You are viewing a plain text version of this content. The canonical link for it is here.
Posted to commits@ambari.apache.org by av...@apache.org on 2018/07/09 20:42:29 UTC
[ambari] branch trunk updated: AMBARI-24270. Agent Status Command
Are Randomly Failing With Empty stderr (aonishuk) (#1727)
This is an automated email from the ASF dual-hosted git repository.
avijayan pushed a commit to branch trunk
in repository https://gitbox.apache.org/repos/asf/ambari.git
The following commit(s) were added to refs/heads/trunk by this push:
new eca3633 AMBARI-24270. Agent Status Command Are Randomly Failing With Empty stderr (aonishuk) (#1727)
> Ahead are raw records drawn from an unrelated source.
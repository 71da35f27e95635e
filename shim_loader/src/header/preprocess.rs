use super::errors::ParseError;
use shim_types::ctype::is_identifier;

/* A function-like macro definition (`#define NAME(a, b) ...`) */
#[derive(Debug, Clone, PartialEq, Eq)]
pub struct MacroDef {
    pub name: String,
    pub params: Vec<String>,
    pub variadic: bool,
    pub line: usize,
}

/* Header text after comment removal and directive processing */
#[derive(Debug, Default)]
pub struct Preprocessed {
    /* Code lines that survive conditional filtering, with 1-based line numbers */
    pub lines: Vec<(usize, String)>,
    pub macros: Vec<MacroDef>,
}

/* Replace comments with whitespace, keeping every newline in place */
pub fn strip_comments(text: &str) -> Result<String, ParseError> {
    let mut out = String::with_capacity(text.len());
    let mut chars = text.chars().peekable();
    let mut line = 1;

    while let Some(c) = chars.next() {
        match c {
            '/' if chars.peek() == Some(&'/') => {
                while let Some(&next) = chars.peek() {
                    if next == '\n' {
                        break;
                    }
                    chars.next();
                }
                out.push(' ');
            }
            '/' if chars.peek() == Some(&'*') => {
                chars.next();
                let start = line;
                let mut closed = false;
                while let Some(next) = chars.next() {
                    if next == '\n' {
                        line += 1;
                        out.push('\n');
                    } else if next == '*' && chars.peek() == Some(&'/') {
                        chars.next();
                        closed = true;
                        break;
                    }
                }
                if !closed {
                    return Err(ParseError::Unterminated {
                        line: start,
                        what: "comment",
                    });
                }
                out.push(' ');
            }
            '"' | '\'' => {
                out.push(c);
                let mut closed = false;
                while let Some(next) = chars.next() {
                    out.push(next);
                    if next == '\\' {
                        if let Some(escaped) = chars.next() {
                            out.push(escaped);
                        }
                    } else if next == c {
                        closed = true;
                        break;
                    } else if next == '\n' {
                        break;
                    }
                }
                if !closed {
                    return Err(ParseError::Unterminated {
                        line,
                        what: if c == '"' { "string literal" } else { "character literal" },
                    });
                }
            }
            '\n' => {
                line += 1;
                out.push('\n');
            }
            _ => out.push(c),
        }
    }

    Ok(out)
}

/* Join backslash-continued lines; each logical line keeps its first line number */
pub fn logical_lines(text: &str) -> Vec<(usize, String)> {
    let mut lines = Vec::new();
    let mut pending: Option<(usize, String)> = None;

    for (idx, raw) in text.lines().enumerate() {
        let trimmed = raw.trim_end();
        let (content, continued) = match trimmed.strip_suffix('\\') {
            Some(head) => (head, true),
            None => (trimmed, false),
        };

        let entry = pending.get_or_insert_with(|| (idx + 1, String::new()));
        if !entry.1.is_empty() {
            entry.1.push(' ');
        }
        entry.1.push_str(content);

        if !continued {
            if let Some(done) = pending.take() {
                lines.push(done);
            }
        }
    }

    if let Some(done) = pending.take() {
        lines.push(done);
    }
    lines
}

/* One open `#if` group. Only groups that test `__cplusplus` ever hide code. */
struct Conditional {
    cplusplus: bool,
    skipping: bool,
}

fn tests_cplusplus(directive: &str, rest: &str) -> Option<bool> {
    let rest = rest.trim();
    match directive {
        "ifdef" if rest == "__cplusplus" => Some(true),
        "ifndef" if rest == "__cplusplus" => Some(false),
        "if" => {
            let compact: String = rest.chars().filter(|c| !c.is_whitespace()).collect();
            match compact.as_str() {
                "defined(__cplusplus)" | "defined__cplusplus" | "__cplusplus" => Some(true),
                "!defined(__cplusplus)" | "!defined__cplusplus" | "!__cplusplus" => Some(false),
                _ => None,
            }
        }
        _ => None,
    }
}

fn parse_define(line: usize, rest: &str) -> Result<Option<MacroDef>, ParseError> {
    let rest = rest.trim_start();
    let name_len = rest
        .char_indices()
        .find(|(_, c)| !(c.is_ascii_alphanumeric() || *c == '_'))
        .map(|(i, _)| i)
        .unwrap_or(rest.len());
    let name = &rest[..name_len];

    /* Object-like macros have a space (or nothing) before any parenthesis */
    if name.is_empty() || !rest[name_len..].starts_with('(') {
        return Ok(None);
    }

    let after = &rest[name_len + 1..];
    let close = after.find(')').ok_or_else(|| ParseError::MalformedMacro {
        line,
        name: name.to_string(),
    })?;

    let mut params = Vec::new();
    let mut variadic = false;
    let list = after[..close].trim();
    if !list.is_empty() {
        for param in list.split(',').map(str::trim) {
            if param == "..." {
                variadic = true;
            } else if let Some(named) = param.strip_suffix("...") {
                /* GNU named variadic parameter: `args...` */
                if !is_identifier(named.trim()) {
                    return Err(ParseError::MalformedMacro {
                        line,
                        name: name.to_string(),
                    });
                }
                variadic = true;
            } else if is_identifier(param) {
                params.push(param.to_string());
            } else {
                return Err(ParseError::MalformedMacro {
                    line,
                    name: name.to_string(),
                });
            }
        }
    }

    Ok(Some(MacroDef {
        name: name.to_string(),
        params,
        variadic,
        line,
    }))
}

/// Remove comments, process directives and keep the lines a C compiler sees.
///
/// Conditionals are not evaluated except for `__cplusplus` tests, whose C++
/// branch is dropped (that is where `extern "C" {` lives). Everything else is
/// kept from every branch; the merge step folds the resulting redeclarations.
pub fn preprocess(text: &str) -> Result<Preprocessed, ParseError> {
    let stripped = strip_comments(text)?;
    let mut result = Preprocessed::default();
    let mut stack: Vec<Conditional> = Vec::new();

    for (line, content) in logical_lines(&stripped) {
        let trimmed = content.trim_start();
        let skipping = stack.iter().any(|c| c.skipping);

        let Some(directive_text) = trimmed.strip_prefix('#') else {
            if !skipping && !trimmed.is_empty() {
                result.lines.push((line, content));
            }
            continue;
        };

        let directive_text = directive_text.trim_start();
        let split = directive_text
            .find(|c: char| !c.is_ascii_alphanumeric() && c != '_')
            .unwrap_or(directive_text.len());
        let (directive, rest) = directive_text.split_at(split);

        match directive {
            "if" | "ifdef" | "ifndef" => {
                let group = match tests_cplusplus(directive, rest) {
                    Some(cplusplus_branch) => Conditional {
                        cplusplus: true,
                        skipping: cplusplus_branch,
                    },
                    None => Conditional {
                        cplusplus: false,
                        skipping: false,
                    },
                };
                stack.push(group);
            }
            "else" | "elif" => {
                let group = stack.last_mut().ok_or_else(|| ParseError::StrayConditional {
                    line,
                    directive: directive.to_string(),
                })?;
                if group.cplusplus {
                    group.skipping = directive == "else" && !group.skipping;
                }
            }
            "endif" => {
                stack.pop().ok_or_else(|| ParseError::StrayConditional {
                    line,
                    directive: directive.to_string(),
                })?;
            }
            "define" if !skipping => {
                if let Some(def) = parse_define(line, rest)? {
                    result.macros.push(def);
                }
            }
            _ => {}
        }
    }

    Ok(result)
}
eca3633 is described below
commit eca3633d0ef1d7a1f464d14d3729a3ae11abe420
Author: aonishuk <ao...@hortonworks.com>
AuthorDate: Mon Jul 9 23:42:26 2018 +0300
AMBARI-24270. Agent Status Command Are Randomly Failing With Empty stderr (aonishuk) (#1727)
---
.../main/python/ambari_agent/ComponentStatusExecutor.py | 2 +-
.../main/python/ambari_agent/CustomServiceOrchestrator.py | 14 ++++++++++++++
.../src/main/python/ambari_agent/PythonExecutor.py | 11 +++++++++--
3 files changed, 24 insertions(+), 3 deletions(-)
diff --git a/ambari-agent/src/main/python/ambari_agent/ComponentStatusExecutor.py b/ambari-agent/src/main/python/ambari_agent/ComponentStatusExecutor.py
index 5d20495..65af9b0 100644
--- a/ambari-agent/src/main/python/ambari_agent/ComponentStatusExecutor.py
+++ b/ambari-agent/src/main/python/ambari_agent/ComponentStatusExecutor.py
@@ -136,7 +136,7 @@ class ComponentStatusExecutor(threading.Thread):
if status == LiveStatus.DEAD_STATUS:
stderr = component_status_result['stderr']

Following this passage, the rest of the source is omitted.